Божэна поднялась: «Знаешь, я не хочу жить в страхе, я не хочу ходить с опущенными глазами и чувствовать себя виноватой. Я уже год как окончила университет и что? Я сижу тут на пляже и прохлаждаюсь! А иногда папа, жалея меня, подкидывает мне какую-то работенку, в виде бумажек, так, чтобы я могла сделать вид, что работаю. И тоже самое мои сестры. — Девушка посмотрела на свои руки, которые не знали тяжело физической работы. — Знаешь, мне иногда кажется, что мне следовало бы начать работать у папы на плантациях.
— Зачем? — Тибо тоже встал.
— Как зачем Тибо? А вот скажи мне, какой смысл твоей жизни?
— Ты, — он повернулся к ней и снял очки.
— Я? И что дальше? Ты хочешь семью, а значит это дом, дети, расходы.
— Я смогу обеспечить свою семью, — она заметила, что он немного расстроился ее словами.
— Тибо, я никогда не спрашивала, а теперь спрошу: ты продаешь кокаин?
Тибо улыбнулся и покачал головой.
— А чем ты зарабатываешь на жизнь? Скажи мне? Что ты будешь рассказывать своим детям и чему учить? — Божэна понимала, что сейчас может сильно его обидеть, но ее уже понесло.

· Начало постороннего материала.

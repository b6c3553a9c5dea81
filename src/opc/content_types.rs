//! Content Types handling for OPC packages
//!
//! Parses `[Content_Types].xml`. The part itself is never rewritten: the
//! package keeps its original bytes.

use crate::error::{Error, Result};
use crate::opc::PartUri;
use quick_xml::events::{BytesStart, Event};
use quick_xml::Reader;
use std::collections::HashMap;

/// Content types definition for an OPC package
#[derive(Clone, Debug, Default)]
pub struct ContentTypes {
    /// Default extension mappings (extension -> content type)
    defaults: HashMap<String, String>,
    /// Override mappings (part URI -> content type)
    overrides: HashMap<PartUri, String>,
}

impl ContentTypes {
    /// Parse from the bytes of `[Content_Types].xml`
    pub fn from_bytes(xml: &[u8]) -> Result<Self> {
        let mut reader = Reader::from_reader(xml);
        reader.config_mut().trim_text(true);

        let mut ct = Self::default();
        let mut buf = Vec::new();

        loop {
            match reader.read_event_into(&mut buf)? {
                Event::Empty(e) | Event::Start(e) => match e.name().local_name().as_ref() {
                    b"Default" => {
                        let ext = get_attr(&e, "Extension")?;
                        let content_type = get_attr(&e, "ContentType")?;
                        ct.defaults.insert(ext.to_lowercase(), content_type);
                    }
                    b"Override" => {
                        let part_name = get_attr(&e, "PartName")?;
                        let content_type = get_attr(&e, "ContentType")?;
                        let uri = PartUri::new(&part_name)?;
                        ct.overrides.insert(uri, content_type);
                    }
                    _ => {}
                },
                Event::Eof => break,
                _ => {}
            }
            buf.clear();
        }

        Ok(ct)
    }

    /// Get the content type for a part
    pub fn get(&self, uri: &PartUri) -> Option<&str> {
        if let Some(ct) = self.overrides.get(uri) {
            return Some(ct);
        }

        uri.extension()
            .and_then(|ext| self.defaults.get(&ext.to_lowercase()))
            .map(|s| s.as_str())
    }

    /// Parts declared with an override matching `pred`
    pub fn find_override(&self, pred: impl Fn(&str) -> bool) -> Option<&PartUri> {
        let mut matches: Vec<&PartUri> = self
            .overrides
            .iter()
            .filter(|(_, ct)| pred(ct))
            .map(|(uri, _)| uri)
            .collect();
        matches.sort_by(|a, b| a.as_str().cmp(b.as_str()));
        matches.into_iter().next()
    }
}

/// Get an attribute value from an XML element
fn get_attr(element: &BytesStart, name: &str) -> Result<String> {
    for attr in element.attributes() {
        let attr = attr?;
        if attr.key.local_name().as_ref() == name.as_bytes() {
            return Ok(attr.unescape_value()?.into_owned());
        }
    }
    Err(Error::MissingAttribute {
        element: String::from_utf8_lossy(element.name().as_ref()).to_string(),
        attr: name.to_string(),
    })
}

/// Main document part of a word-processing package (regular, template,
/// macro-enabled)
pub fn is_main_document(content_type: &str) -> bool {
    matches!(
        content_type,
        MAIN_DOCUMENT | MAIN_TEMPLATE | MAIN_DOCUMENT_MACRO | MAIN_TEMPLATE_MACRO
    )
}

pub const MAIN_DOCUMENT: &str =
    "application/vnd.openxmlformats-officedocument.wordprocessingml.document.main+xml";
pub const MAIN_TEMPLATE: &str =
    "application/vnd.openxmlformats-officedocument.wordprocessingml.template.main+xml";
pub const MAIN_DOCUMENT_MACRO: &str = "application/vnd.ms-word.document.macroEnabled.main+xml";
pub const MAIN_TEMPLATE_MACRO: &str = "application/vnd.ms-word.template.macroEnabledTemplate.main+xml";
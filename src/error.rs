//! Error types for linch-docx-template

use thiserror::Error;

/// Failure while turning document XML into an item tree
#[derive(Debug, Error)]
pub enum DecodeError {
    #[error("no XML input to decode")]
    MissingSource,

    #[error("unexpected end of input inside <{0}>")]
    UnexpectedEof(String),

    #[error("malformed element: {0}")]
    MalformedElement(String),

    #[error("XML error: {0}")]
    Xml(#[from] quick_xml::Error),

    #[error("XML attribute error: {0}")]
    XmlAttr(#[from] quick_xml::events::attributes::AttrError),
}

/// Failure while writing an item tree back to XML
#[derive(Debug, Error)]
pub enum EncodeError {
    #[error("no package entry to receive encoded part {0}")]
    MissingSink(String),

    #[error("write failure: {0}")]
    WriteFailure(#[from] std::io::Error),

    #[error("XML error: {0}")]
    Xml(#[from] quick_xml::Error),
}

/// Problem found while binding data into a template.
///
/// These are collected as diagnostics; rendering carries on past them.
#[derive(Clone, Debug, Error, PartialEq, Eq)]
pub enum RenderError {
    #[error("unresolved binding '{name}'")]
    UnresolvedBinding { name: String },

    #[error("binding '{name}' is not a {expected}")]
    TypeMismatch { name: String, expected: &'static str },

    #[error("block '{name}' has no matching end marker")]
    UnclosedBlock { name: String },

    #[error("end marker without an opening block")]
    UnmatchedEnd,
}

/// Main error type
#[derive(Debug, Error)]
pub enum Error {
    #[error("IO error: {0}")]
    Io(#[from] std::io::Error),

    #[error("ZIP error: {0}")]
    Zip(#[from] zip::result::ZipError),

    #[error("XML error: {0}")]
    Xml(#[from] quick_xml::Error),

    #[error("XML attribute error: {0}")]
    XmlAttr(#[from] quick_xml::events::attributes::AttrError),

    #[error("decode error: {0}")]
    Decode(#[from] DecodeError),

    #[error("encode error: {0}")]
    Encode(#[from] EncodeError),

    #[error("render error: {0}")]
    Render(#[from] RenderError),

    #[error("template data error: {0}")]
    Data(#[from] serde_json::Error),

    #[error("Missing required part: {0}")]
    MissingPart(String),

    #[error("Invalid part URI: {0}")]
    InvalidPartUri(String),

    #[error("Missing attribute '{attr}' on element '{element}'")]
    MissingAttribute { element: String, attr: String },
}

/// Result type alias
pub type Result<T> = std::result::Result<T, Error>;
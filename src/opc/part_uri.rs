//! Part URI handling for OPC packages

use crate::error::{Error, Result};
use std::fmt;

/// Represents a URI to a part within an OPC package.
///
/// Part URIs are always absolute paths starting with '/'.
/// Example: `/word/document.xml`
#[derive(Clone, Debug, PartialEq, Eq, Hash)]
pub struct PartUri {
    path: String,
}

impl PartUri {
    /// Create a new PartUri from a string.
    ///
    /// The path will be normalized (leading '/' ensured, no trailing '/').
    pub fn new(path: &str) -> Result<Self> {
        let path = path.trim();

        if path.is_empty() || path == "/" {
            return Err(Error::InvalidPartUri("empty path".into()));
        }

        let normalized = if path.starts_with('/') {
            path.to_string()
        } else {
            format!("/{}", path)
        };

        let normalized = normalized.trim_end_matches('/').to_string();

        if normalized.contains("//") {
            return Err(Error::InvalidPartUri(format!(
                "invalid path '{}': contains double slashes",
                path
            )));
        }

        Ok(Self { path: normalized })
    }

    /// Resolve a relationship target of the package itself (`/_rels/.rels`)
    pub fn from_package_target(target: &str) -> Result<Self> {
        resolve_in("", target)
    }

    /// Get the path as a string slice
    pub fn as_str(&self) -> &str {
        &self.path
    }

    /// Path as a zip entry name (no leading '/')
    pub fn zip_name(&self) -> &str {
        &self.path[1..]
    }

    /// Get the file name portion
    pub fn file_name(&self) -> Option<&str> {
        self.path.rsplit('/').next()
    }

    /// Get the file extension
    pub fn extension(&self) -> Option<&str> {
        let name = self.file_name()?;
        let (_, ext) = name.rsplit_once('.')?;
        (!ext.is_empty()).then_some(ext)
    }

    /// Get the parent directory URI
    pub fn parent(&self) -> Option<PartUri> {
        let pos = self.path.rfind('/')?;
        if pos == 0 {
            None
        } else {
            Some(PartUri {
                path: self.path[..pos].to_string(),
            })
        }
    }

    /// Get the relationships URI for this part.
    ///
    /// For `/word/document.xml`, returns `/word/_rels/document.xml.rels`
    pub fn relationships_uri(&self) -> PartUri {
        let file_name = self.file_name().unwrap_or("");
        let parent = self.parent().map(|p| p.path).unwrap_or_default();

        PartUri {
            path: format!("{}/_rels/{}.rels", parent, file_name),
        }
    }

    /// Resolve a relative path against this URI.
    ///
    /// For `/word/document.xml` and `../media/image1.png`, returns `/media/image1.png`
    pub fn resolve(&self, relative: &str) -> Result<PartUri> {
        let base_dir = self.parent().map(|p| p.path).unwrap_or_default();
        resolve_in(&base_dir, relative)
    }
}

fn resolve_in(base_dir: &str, relative: &str) -> Result<PartUri> {
    if relative.starts_with('/') {
        return PartUri::new(relative);
    }

    let mut parts: Vec<&str> = base_dir.split('/').filter(|s| !s.is_empty()).collect();
    for segment in relative.split('/') {
        match segment {
            "" | "." => continue,
            ".." => {
                parts.pop();
            }
            s => parts.push(s),
        }
    }

    PartUri::new(&format!("/{}", parts.join("/")))
}

impl fmt::Display for PartUri {
    fn fmt(&self, f: &mut fmt::Formatter<'_>) -> fmt::Result {
        write!(f, "{}", self.path)
    }
}

impl std::str::FromStr for PartUri {
    type Err = Error;

    fn from_str(s: &str) -> Result<Self> {
        PartUri::new(s)
    }
}
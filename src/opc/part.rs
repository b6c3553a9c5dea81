//! Part representation for OPC packages

use crate::opc::PartUri;
use zip::CompressionMethod;

/// A zip entry of an OPC package
#[derive(Clone, Debug)]
pub struct Part {
    /// Part URI
    uri: PartUri,
    /// Entry name exactly as stored in the archive
    name: String,
    /// Part data
    data: Vec<u8>,
    /// Compression the entry was stored with
    compression: CompressionMethod,
    /// Whether this part has been modified
    modified: bool,
}

impl Part {
    /// Create a new part
    pub fn new(uri: PartUri, data: Vec<u8>) -> Self {
        let name = uri.zip_name().to_string();
        Self {
            uri,
            name,
            data,
            compression: CompressionMethod::Deflated,
            modified: false,
        }
    }

    /// Create a part from an archive entry
    pub(crate) fn from_entry(uri: PartUri, name: String, data: Vec<u8>, compression: CompressionMethod) -> Self {
        Self {
            uri,
            name,
            data,
            compression,
            modified: false,
        }
    }

    /// Get the part URI
    pub fn uri(&self) -> &PartUri {
        &self.uri
    }

    /// Archive entry name
    pub fn name(&self) -> &str {
        &self.name
    }

    /// Directory entries carry no data
    pub fn is_directory(&self) -> bool {
        self.name.ends_with('/')
    }

    /// Get the raw data
    pub fn data(&self) -> &[u8] {
        &self.data
    }

    /// Set the data
    pub fn set_data(&mut self, data: Vec<u8>) {
        self.data = data;
        self.modified = true;
    }

    pub fn compression(&self) -> CompressionMethod {
        self.compression
    }

    /// Check if the part has been modified
    pub fn is_modified(&self) -> bool {
        self.modified
    }
}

— Прекрати, — было видно, что он рассердился, но пытался сдержаться.
— Да, это неприятно, и ты можешь подумать, что я неблагодарная свинья. Да, это так. Но, разве этому ты будешь учить своих детей: делать ставки, выигрывать на скачках, торговать наркотой и вести жизнь расстаманов? — Божэна уже кричала.
— Божэна, ты так и не ответила: ты вообще выйдешь за меня замуж? — Он смотрел на нее, а она молчала.
Он все понял: надел очки и, повернувшись, ушел.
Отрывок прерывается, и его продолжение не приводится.